● YOUR INSTRUCTIONS
Your task is to find every line of the data that holds the string "CrossRefAuthor" and copy it.

● STORED DATA
⟨

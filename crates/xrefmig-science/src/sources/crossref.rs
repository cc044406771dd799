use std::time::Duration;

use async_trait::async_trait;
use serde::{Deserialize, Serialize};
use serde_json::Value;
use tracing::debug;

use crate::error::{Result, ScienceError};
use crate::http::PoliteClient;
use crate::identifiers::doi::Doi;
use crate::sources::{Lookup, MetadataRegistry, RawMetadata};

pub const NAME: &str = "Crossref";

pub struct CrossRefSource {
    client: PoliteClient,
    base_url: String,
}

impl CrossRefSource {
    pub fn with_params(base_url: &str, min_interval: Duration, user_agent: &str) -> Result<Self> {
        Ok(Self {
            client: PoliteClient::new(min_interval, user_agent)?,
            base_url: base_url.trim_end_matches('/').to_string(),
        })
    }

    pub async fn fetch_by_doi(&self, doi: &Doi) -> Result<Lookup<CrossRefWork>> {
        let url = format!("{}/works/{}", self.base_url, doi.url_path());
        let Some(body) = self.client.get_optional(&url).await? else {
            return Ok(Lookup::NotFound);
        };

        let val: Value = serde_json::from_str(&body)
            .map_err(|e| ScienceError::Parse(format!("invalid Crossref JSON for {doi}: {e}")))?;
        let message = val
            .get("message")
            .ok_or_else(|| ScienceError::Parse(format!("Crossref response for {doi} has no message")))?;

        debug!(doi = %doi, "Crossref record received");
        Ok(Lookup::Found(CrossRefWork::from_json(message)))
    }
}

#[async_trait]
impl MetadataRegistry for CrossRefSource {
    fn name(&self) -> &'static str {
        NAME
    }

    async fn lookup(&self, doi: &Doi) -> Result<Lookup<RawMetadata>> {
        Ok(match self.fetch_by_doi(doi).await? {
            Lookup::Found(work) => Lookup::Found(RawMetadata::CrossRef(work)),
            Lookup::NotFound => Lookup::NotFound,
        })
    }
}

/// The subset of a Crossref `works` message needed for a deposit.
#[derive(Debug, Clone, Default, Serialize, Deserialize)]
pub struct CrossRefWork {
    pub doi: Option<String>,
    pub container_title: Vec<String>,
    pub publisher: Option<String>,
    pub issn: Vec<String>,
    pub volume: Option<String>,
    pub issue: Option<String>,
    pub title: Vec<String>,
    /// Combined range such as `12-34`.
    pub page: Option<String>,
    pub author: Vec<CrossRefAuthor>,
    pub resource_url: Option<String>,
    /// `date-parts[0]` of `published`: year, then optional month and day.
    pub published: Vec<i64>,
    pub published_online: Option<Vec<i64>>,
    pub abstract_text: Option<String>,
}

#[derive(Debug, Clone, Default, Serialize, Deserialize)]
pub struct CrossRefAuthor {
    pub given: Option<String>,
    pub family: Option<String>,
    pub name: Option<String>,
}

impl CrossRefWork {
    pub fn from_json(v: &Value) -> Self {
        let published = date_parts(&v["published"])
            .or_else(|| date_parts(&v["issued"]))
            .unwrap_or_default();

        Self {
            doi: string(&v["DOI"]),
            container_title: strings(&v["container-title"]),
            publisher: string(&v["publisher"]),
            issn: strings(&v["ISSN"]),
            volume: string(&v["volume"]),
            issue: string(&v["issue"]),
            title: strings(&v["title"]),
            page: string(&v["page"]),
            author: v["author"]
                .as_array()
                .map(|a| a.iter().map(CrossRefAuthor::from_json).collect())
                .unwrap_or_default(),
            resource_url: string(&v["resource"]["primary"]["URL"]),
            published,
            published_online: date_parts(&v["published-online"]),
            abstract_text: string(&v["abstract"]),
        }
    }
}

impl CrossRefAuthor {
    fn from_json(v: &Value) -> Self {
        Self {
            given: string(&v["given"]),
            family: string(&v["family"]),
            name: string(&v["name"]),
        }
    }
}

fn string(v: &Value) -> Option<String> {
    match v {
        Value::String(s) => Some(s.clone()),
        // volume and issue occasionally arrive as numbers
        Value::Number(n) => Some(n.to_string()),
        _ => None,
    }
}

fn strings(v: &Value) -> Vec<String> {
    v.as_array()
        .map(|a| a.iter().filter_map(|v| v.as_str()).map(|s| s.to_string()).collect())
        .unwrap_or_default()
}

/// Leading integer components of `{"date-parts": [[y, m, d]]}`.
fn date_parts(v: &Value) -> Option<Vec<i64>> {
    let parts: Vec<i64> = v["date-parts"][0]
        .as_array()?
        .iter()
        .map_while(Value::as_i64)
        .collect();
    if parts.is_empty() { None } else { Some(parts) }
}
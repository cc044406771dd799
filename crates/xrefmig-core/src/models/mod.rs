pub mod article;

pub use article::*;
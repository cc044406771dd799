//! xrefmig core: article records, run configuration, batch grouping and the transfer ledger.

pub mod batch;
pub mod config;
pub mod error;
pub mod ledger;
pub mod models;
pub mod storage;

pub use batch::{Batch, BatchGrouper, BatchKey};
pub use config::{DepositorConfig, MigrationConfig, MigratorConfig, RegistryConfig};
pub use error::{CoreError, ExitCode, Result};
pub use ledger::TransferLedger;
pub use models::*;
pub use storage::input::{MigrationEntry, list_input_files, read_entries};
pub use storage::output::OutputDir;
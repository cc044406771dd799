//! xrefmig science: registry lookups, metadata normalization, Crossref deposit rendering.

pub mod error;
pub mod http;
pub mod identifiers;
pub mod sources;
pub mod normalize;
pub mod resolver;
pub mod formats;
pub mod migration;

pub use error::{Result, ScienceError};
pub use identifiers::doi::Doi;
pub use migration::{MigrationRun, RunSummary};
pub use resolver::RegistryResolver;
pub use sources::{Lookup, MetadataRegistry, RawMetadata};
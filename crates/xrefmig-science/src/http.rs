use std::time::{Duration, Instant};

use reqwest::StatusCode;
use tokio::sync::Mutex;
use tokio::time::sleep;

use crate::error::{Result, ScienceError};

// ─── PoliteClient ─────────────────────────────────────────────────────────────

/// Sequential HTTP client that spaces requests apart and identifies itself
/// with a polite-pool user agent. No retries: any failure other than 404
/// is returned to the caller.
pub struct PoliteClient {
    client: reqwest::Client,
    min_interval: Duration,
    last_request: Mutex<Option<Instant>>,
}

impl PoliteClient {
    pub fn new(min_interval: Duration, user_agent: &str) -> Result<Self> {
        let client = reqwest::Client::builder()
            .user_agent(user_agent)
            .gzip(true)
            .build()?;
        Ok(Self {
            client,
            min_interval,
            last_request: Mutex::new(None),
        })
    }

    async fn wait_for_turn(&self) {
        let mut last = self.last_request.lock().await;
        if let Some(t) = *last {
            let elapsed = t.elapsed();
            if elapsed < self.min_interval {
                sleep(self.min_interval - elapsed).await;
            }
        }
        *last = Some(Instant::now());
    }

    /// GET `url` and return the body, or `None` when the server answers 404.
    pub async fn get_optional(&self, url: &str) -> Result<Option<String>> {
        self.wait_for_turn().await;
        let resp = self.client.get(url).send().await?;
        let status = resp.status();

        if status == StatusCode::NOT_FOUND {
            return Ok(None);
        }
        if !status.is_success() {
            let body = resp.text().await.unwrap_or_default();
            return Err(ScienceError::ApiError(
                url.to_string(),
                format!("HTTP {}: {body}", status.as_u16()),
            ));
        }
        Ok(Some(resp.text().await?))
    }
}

⟩

● RESULT
    pub author: Vec<CrossRefAuthor>,
pub struct CrossRefAuthor {
                .map(|a| a.iter().map(CrossRefAuthor::from_json).collect())
impl CrossRefAuthor {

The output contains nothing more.